Va detto che all’interno della sovranità statale si ritrova la sovranità monetaria della MMT (diffusa da Paolo Barnard con varie spiegazioni, inizialmente Modern Money Theory): uno stato ha la sovranità monetaria quando è padrone della propria moneta e della propria Banca centrale.
Qui conviene aggiungere il commento di un utente di Comedonchisciotte. (Jor-el)
Il discorso della sovranità è costellato di tabù, il più grande dei quali è quello che riguarda la sovranità militare, di cui non si può assolutamente parlare e che invece è direttamente collegata alla sovranità politica e monetaria. Con un paletto del genere, sfido che i discorsi diventano "complicati"! Viceversa, una bella mappa dell'Europa in cui siano ben evidenziate le centinaia di basi militari straniere (magari sovrapponendo ad essa quella dei flussi del contrabbando di droga o dei migranti) chiarirebbe molte cose.
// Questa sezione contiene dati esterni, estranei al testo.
//! Cross-module tests for the Judge SDK
//!
//! Unit tests live next to the code they cover; these exercise several
//! components together.

pub mod anthropic_mock_tests;
pub mod fallback_tests;
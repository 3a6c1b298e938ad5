//! Utility module for common functionality
//!
//! This module provides common utility functions used across the Judge SDK.

use once_cell::sync::Lazy;
use regex::Regex;

static SENSITIVE_PATTERNS: Lazy<Vec<(Regex, &'static str)>> = Lazy::new(|| {
    [
        (r"Bearer [A-Za-z0-9\-_.]+", "Bearer [REDACTED]"),
        (r"(?i)x-api-key[=:]\s*[A-Za-z0-9\-_]+", "x-api-key=[REDACTED]"),
        (r"(?i)api[_-]?key[=:]\s*[A-Za-z0-9\-_]+", "api_key=[REDACTED]"),
        (r"(?i)password[=:]\s*[^\s&]+", "password=[REDACTED]"),
        (r"(?i)secret[=:]\s*[^\s&]+", "secret=[REDACTED]"),
        (r"sk-[A-Za-z0-9\-_]{8,}", "[REDACTED]"),
    ]
    .into_iter()
    .filter_map(|(pattern, replacement)| Regex::new(pattern).ok().map(|re| (re, replacement)))
    .collect()
});

/// Truncate a string to a maximum number of characters, adding ellipsis if truncated
pub fn truncate_string(s: &str, max_len: usize) -> String {
    if s.chars().count() <= max_len {
        s.to_string()
    } else if max_len <= 3 {
        s.chars().take(max_len).collect()
    } else {
        let head: String = s.chars().take(max_len - 3).collect();
        format!("{}...", head)
    }
}

/// Sanitize a string for logging (remove sensitive data patterns)
pub fn sanitize_for_logging(s: &str) -> String {
    let mut result = s.to_string();
    for (re, replacement) in SENSITIVE_PATTERNS.iter() {
        result = re.replace_all(&result, *replacement).into_owned();
    }
    result
}

/// Generate a unique request ID
pub fn generate_request_id() -> String {
    uuid::Uuid::new_v4().to_string()
}
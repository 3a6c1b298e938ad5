//! Degraded-result cache
//!
//! Holds the last good raw reply per request key so the coordinator can
//! replay it when every provider is down.

use std::collections::HashMap;
use std::sync::atomic::{AtomicUsize, Ordering};
use std::sync::{Arc, RwLock};
use std::time::Duration;

use async_trait::async_trait;
use tokio::time::Instant;
use tracing::debug;

use crate::resilience::{Clock, TokioClock};

/// Key-value store for degraded replays
#[async_trait]
pub trait DegradedCache: Send + Sync {
    async fn get(&self, key: &str) -> Option<String>;

    async fn put(&self, key: String, value: String, ttl: Duration);
}

struct CacheEntry {
    value: String,
    stored_at: Instant,
    ttl: Duration,
}

impl CacheEntry {
    fn is_expired(&self, now: Instant) -> bool {
        now.saturating_duration_since(self.stored_at) > self.ttl
    }
}

/// In-process `DegradedCache` with per-entry expiry
pub struct MemoryCache {
    entries: RwLock<HashMap<String, CacheEntry>>,
    max_entries: usize,
    clock: Arc<dyn Clock>,
    hit_count: AtomicUsize,
    miss_count: AtomicUsize,
}

impl Default for MemoryCache {
    fn default() -> Self {
        Self::new(1000)
    }
}

impl MemoryCache {
    /// Create a cache holding at most `max_entries` replies
    pub fn new(max_entries: usize) -> Self {
        Self::with_clock(max_entries, Arc::new(TokioClock))
    }

    /// Create a cache whose expiry reads time from `clock`
    pub fn with_clock(max_entries: usize, clock: Arc<dyn Clock>) -> Self {
        Self {
            entries: RwLock::new(HashMap::new()),
            max_entries: max_entries.max(1),
            clock,
            hit_count: AtomicUsize::new(0),
            miss_count: AtomicUsize::new(0),
        }
    }

    /// Number of stored entries, expired ones included
    pub fn size(&self) -> usize {
        self.entries.read().unwrap_or_else(|e| e.into_inner()).len()
    }

    pub fn clear(&self) {
        self.entries
            .write()
            .unwrap_or_else(|e| e.into_inner())
            .clear();
    }

    /// (hits, misses) since creation
    pub fn stats(&self) -> (usize, usize) {
        (
            self.hit_count.load(Ordering::Relaxed),
            self.miss_count.load(Ordering::Relaxed),
        )
    }

    fn evict(entries: &mut HashMap<String, CacheEntry>, max_entries: usize, now: Instant) {
        entries.retain(|_, entry| !entry.is_expired(now));
        while entries.len() >= max_entries {
            let oldest = entries
                .iter()
                .min_by_key(|(_, entry)| entry.stored_at)
                .map(|(key, _)| key.clone());
            match oldest {
                Some(key) => {
                    entries.remove(&key);
                }
                None => break,
            }
        }
    }
}

#[async_trait]
impl DegradedCache for MemoryCache {
    async fn get(&self, key: &str) -> Option<String> {
        let now = self.clock.now();
        let entries = self.entries.read().unwrap_or_else(|e| e.into_inner());
        match entries.get(key) {
            Some(entry) if !entry.is_expired(now) => {
                self.hit_count.fetch_add(1, Ordering::Relaxed);
                let age = now.saturating_duration_since(entry.stored_at);
                debug!(key = %key, age_ms = age.as_millis() as u64, "Degraded cache hit");
                Some(entry.value.clone())
            }
            _ => {
                self.miss_count.fetch_add(1, Ordering::Relaxed);
                None
            }
        }
    }

    async fn put(&self, key: String, value: String, ttl: Duration) {
        let now = self.clock.now();
        let mut entries = self.entries.write().unwrap_or_else(|e| e.into_inner());
        if !entries.contains_key(&key) {
            Self::evict(&mut entries, self.max_entries, now);
        }
        entries.insert(
            key,
            CacheEntry {
                value,
                stored_at: now,
                ttl,
            },
        );
    }
}
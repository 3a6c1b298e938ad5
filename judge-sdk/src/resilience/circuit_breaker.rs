//! Per-provider circuit breaker
//!
//! Each provider gets its own breaker behind its own mutex. Callers acquire a
//! `ProviderPermit` before every attempt and resolve it with the attempt's
//! outcome; the permit is what enforces the single half-open trial.

use std::fmt;
use std::sync::{Arc, Mutex, MutexGuard};
use std::time::Duration;

use chrono::{DateTime, Utc};
use serde::Serialize;
use tokio::time::Instant;
use tracing::{debug, info, warn};

use super::clock::Clock;

/// Circuit breaker configuration
#[derive(Debug, Clone, PartialEq)]
pub struct CircuitBreakerConfig {
    /// Number of consecutive failures before the circuit opens
    pub failure_threshold: u32,

    /// Failures further apart than this restart the count
    pub failure_window: Duration,

    /// How long the circuit stays open before admitting a trial call
    pub cool_down: Duration,
}

impl Default for CircuitBreakerConfig {
    fn default() -> Self {
        Self {
            failure_threshold: 5,
            failure_window: Duration::from_secs(60),
            cool_down: Duration::from_secs(30),
        }
    }
}

/// State of a circuit breaker
#[derive(Debug, Clone, Copy, PartialEq, Eq, Serialize)]
pub enum CircuitState {
    /// Circuit is closed, allowing requests
    Closed,

    /// Circuit is open, rejecting requests
    Open,

    /// Circuit is half-open, admitting a single trial request
    HalfOpen,
}

impl fmt::Display for CircuitState {
    fn fmt(&self, f: &mut fmt::Formatter<'_>) -> fmt::Result {
        match self {
            Self::Closed => write!(f, "Closed"),
            Self::Open => write!(f, "Open"),
            Self::HalfOpen => write!(f, "HalfOpen"),
        }
    }
}

/// How an attempt made under a permit turned out
#[derive(Debug, Clone, Copy, PartialEq, Eq)]
pub enum CallOutcome {
    Success,
    /// A failure that counts against the provider
    Failure,
    /// A failure that says nothing about provider health
    Ignored,
}

/// Snapshot of one provider's health
#[derive(Debug, Clone, PartialEq, Serialize)]
pub struct ProviderHealth {
    pub name: String,
    pub state: CircuitState,
    pub consecutive_failures: u32,
    pub last_opened_at: Option<DateTime<Utc>>,
}

#[derive(Debug)]
struct BreakerState {
    state: CircuitState,
    consecutive_failures: u32,
    last_failure_at: Option<Instant>,
    opened_at: Option<Instant>,
    last_opened_at: Option<DateTime<Utc>>,
    trial_in_flight: bool,
}

/// Circuit breaker guarding one provider
pub struct ProviderBreaker {
    name: String,
    config: CircuitBreakerConfig,
    clock: Arc<dyn Clock>,
    state: Mutex<BreakerState>,
}

impl fmt::Debug for ProviderBreaker {
    fn fmt(&self, f: &mut fmt::Formatter<'_>) -> fmt::Result {
        f.debug_struct("ProviderBreaker")
            .field("name", &self.name)
            .field("config", &self.config)
            .field("state", &*self.lock())
            .finish()
    }
}

impl ProviderBreaker {
    pub fn new(name: impl Into<String>, config: CircuitBreakerConfig, clock: Arc<dyn Clock>) -> Self {
        Self {
            name: name.into(),
            config,
            clock,
            state: Mutex::new(BreakerState {
                state: CircuitState::Closed,
                consecutive_failures: 0,
                last_failure_at: None,
                opened_at: None,
                last_opened_at: None,
                trial_in_flight: false,
            }),
        }
    }

    pub fn name(&self) -> &str {
        &self.name
    }

    /// Current circuit state, without side effects
    pub fn state(&self) -> CircuitState {
        self.lock().state
    }

    /// Ask to make one call; `None` means fail fast and move on
    pub fn try_acquire(self: &Arc<Self>) -> Option<ProviderPermit> {
        let mut guard = self.lock();
        match guard.state {
            CircuitState::Closed => Some(self.permit(false)),
            CircuitState::Open => {
                let cooled = guard
                    .opened_at
                    .map(|at| self.clock.now().duration_since(at) >= self.config.cool_down)
                    .unwrap_or(true);
                if !cooled {
                    debug!(provider = %self.name, "Circuit open, skipping provider");
                    return None;
                }
                guard.state = CircuitState::HalfOpen;
                guard.trial_in_flight = true;
                info!(provider = %self.name, "Circuit breaker transitioning to HalfOpen state");
                Some(self.permit(true))
            }
            CircuitState::HalfOpen => {
                if guard.trial_in_flight {
                    debug!(provider = %self.name, "Half-open trial already in flight");
                    None
                } else {
                    guard.trial_in_flight = true;
                    Some(self.permit(true))
                }
            }
        }
    }

    /// Snapshot for reporting
    pub fn health(&self) -> ProviderHealth {
        let guard = self.lock();
        ProviderHealth {
            name: self.name.clone(),
            state: guard.state,
            consecutive_failures: guard.consecutive_failures,
            last_opened_at: guard.last_opened_at,
        }
    }

    fn permit(self: &Arc<Self>, trial: bool) -> ProviderPermit {
        ProviderPermit {
            breaker: Arc::clone(self),
            trial,
            resolved: false,
        }
    }

    fn lock(&self) -> MutexGuard<'_, BreakerState> {
        self.state.lock().unwrap_or_else(|e| e.into_inner())
    }

    fn resolve(&self, trial: bool, outcome: CallOutcome) {
        let mut guard = self.lock();
        if trial {
            guard.trial_in_flight = false;
        }

        match (guard.state, outcome) {
            // Stragglers from before the circuit opened do not decide the trial.
            (CircuitState::HalfOpen, _) if !trial => {}
            (CircuitState::HalfOpen, CallOutcome::Success) => {
                guard.state = CircuitState::Closed;
                guard.consecutive_failures = 0;
                guard.last_failure_at = None;
                guard.opened_at = None;
                info!(provider = %self.name, "Circuit breaker transitioning to Closed state");
            }
            (CircuitState::HalfOpen, CallOutcome::Failure) => {
                self.open(&mut guard);
            }
            (CircuitState::HalfOpen, CallOutcome::Ignored) => {
                // Trial told us nothing; back to Open without restarting the cool-down.
                guard.state = CircuitState::Open;
            }
            (CircuitState::Closed, CallOutcome::Success) => {
                guard.consecutive_failures = 0;
                guard.last_failure_at = None;
            }
            (CircuitState::Closed, CallOutcome::Failure) => {
                let now = self.clock.now();
                let within_window = guard
                    .last_failure_at
                    .map(|last| now.duration_since(last) <= self.config.failure_window)
                    .unwrap_or(false);
                guard.consecutive_failures = if within_window {
                    guard.consecutive_failures + 1
                } else {
                    1
                };
                guard.last_failure_at = Some(now);

                if guard.consecutive_failures >= self.config.failure_threshold {
                    self.open(&mut guard);
                }
            }
            (CircuitState::Closed, CallOutcome::Ignored) => {}
            (CircuitState::Open, _) => {
                debug!(provider = %self.name, outcome = ?outcome, "Outcome recorded while Open, ignoring");
            }
        }
    }

    fn open(&self, guard: &mut BreakerState) {
        guard.state = CircuitState::Open;
        guard.opened_at = Some(self.clock.now());
        guard.last_opened_at = Some(Utc::now());
        warn!(
            provider = %self.name,
            consecutive_failures = guard.consecutive_failures,
            "Circuit breaker transitioning to Open state"
        );
    }
}

/// Right to make one call through a breaker
///
/// Resolving consumes the permit, so an outcome is recorded at most once.
/// Dropping an unresolved permit counts as `Ignored`.
#[derive(Debug)]
pub struct ProviderPermit {
    breaker: Arc<ProviderBreaker>,
    trial: bool,
    resolved: bool,
}

impl ProviderPermit {
    /// Whether this permit is the half-open trial
    pub fn is_trial(&self) -> bool {
        self.trial
    }

    pub fn record(mut self, outcome: CallOutcome) {
        self.resolved = true;
        self.breaker.resolve(self.trial, outcome);
    }
}

impl Drop for ProviderPermit {
    fn drop(&mut self) {
        if !self.resolved {
            self.breaker.resolve(self.trial, CallOutcome::Ignored);
        }
    }
}
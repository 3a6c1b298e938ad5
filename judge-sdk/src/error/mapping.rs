//! Error mapping for provider HTTP APIs
//!
//! Converts non-success HTTP replies from judge backends into `ProviderError`,
//! pulling a human-readable message out of the vendor's error body.

use std::time::Duration;

use reqwest::header::{HeaderMap, RETRY_AFTER};
use reqwest::StatusCode;
use serde_json::Value;

use super::ProviderError;
use crate::util::truncate_string;

const MAX_BODY_IN_MESSAGE: usize = 200;

/// Map a non-success HTTP reply to a ProviderError
pub fn map_http_error(
    status: StatusCode,
    body: &str,
    retry_after: Option<Duration>,
) -> ProviderError {
    let message = match serde_json::from_str::<Value>(body) {
        Ok(json) => extract_message(&json).unwrap_or_else(|| fallback_message(status, body)),
        Err(_) => fallback_message(status, body),
    };

    ProviderError::http_with_retry_after(status.as_u16(), message, retry_after)
}

/// Read a `Retry-After` header given in delta-seconds
///
/// HTTP-date values are ignored; the retry policy's own delay applies then.
pub fn parse_retry_after(headers: &HeaderMap) -> Option<Duration> {
    headers
        .get(RETRY_AFTER)
        .and_then(|value| value.to_str().ok())
        .and_then(|value| value.trim().parse::<f64>().ok())
        .filter(|secs| secs.is_finite() && *secs >= 0.0)
        .map(Duration::from_secs_f64)
}

// OpenAI:    {"error": {"message": "...", "type": "..."}}
// Anthropic: {"type": "error", "error": {"type": "...", "message": "..."}}
// Others:    {"message": "..."} or {"error": "..."}
fn extract_message(json: &Value) -> Option<String> {
    if let Some(error) = json.get("error") {
        if let Some(message) = error.get("message").and_then(|m| m.as_str()) {
            return Some(match error.get("type").and_then(|t| t.as_str()) {
                Some(kind) => format!("{} ({})", message, kind),
                None => message.to_string(),
            });
        }
        if let Some(message) = error.as_str() {
            return Some(message.to_string());
        }
    }

    json.get("message")
        .and_then(|m| m.as_str())
        .map(|m| m.to_string())
}

fn fallback_message(status: StatusCode, body: &str) -> String {
    let body = body.trim();
    if body.is_empty() {
        status.to_string()
    } else {
        format!("{}: {}", status, truncate_string(body, MAX_BODY_IN_MESSAGE))
    }
}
E quindi quella che per Benigni era “la Costituzione più bella del mondo “ qualche dimenticanza la ha.

 
Vorrei ritornare in chiusura sul paradosso iniziale, di come conciliare l’idea di re con il popolo sovrano. Sembrano concetti alquanto incompatibili, eppure Antonio Gramsci fece un’operazione di questo tipo, partendo dal “Principe” di Machiavelli per arrivare alla moderna forma del principe, che per lui doveva essere un partito politico, vivo, attivo, egemone.
E allora si , in un'ottica gramsciana il popolo sovrano può esistere. Se è un popolo attivo, militante, impegnato. Non è un popolo di elettori.
 
Note
1) Qui la frase precisa è “tutti i concetti decisivi della dottrina moderna dello Stato sono concetti teologici secolarizzati”.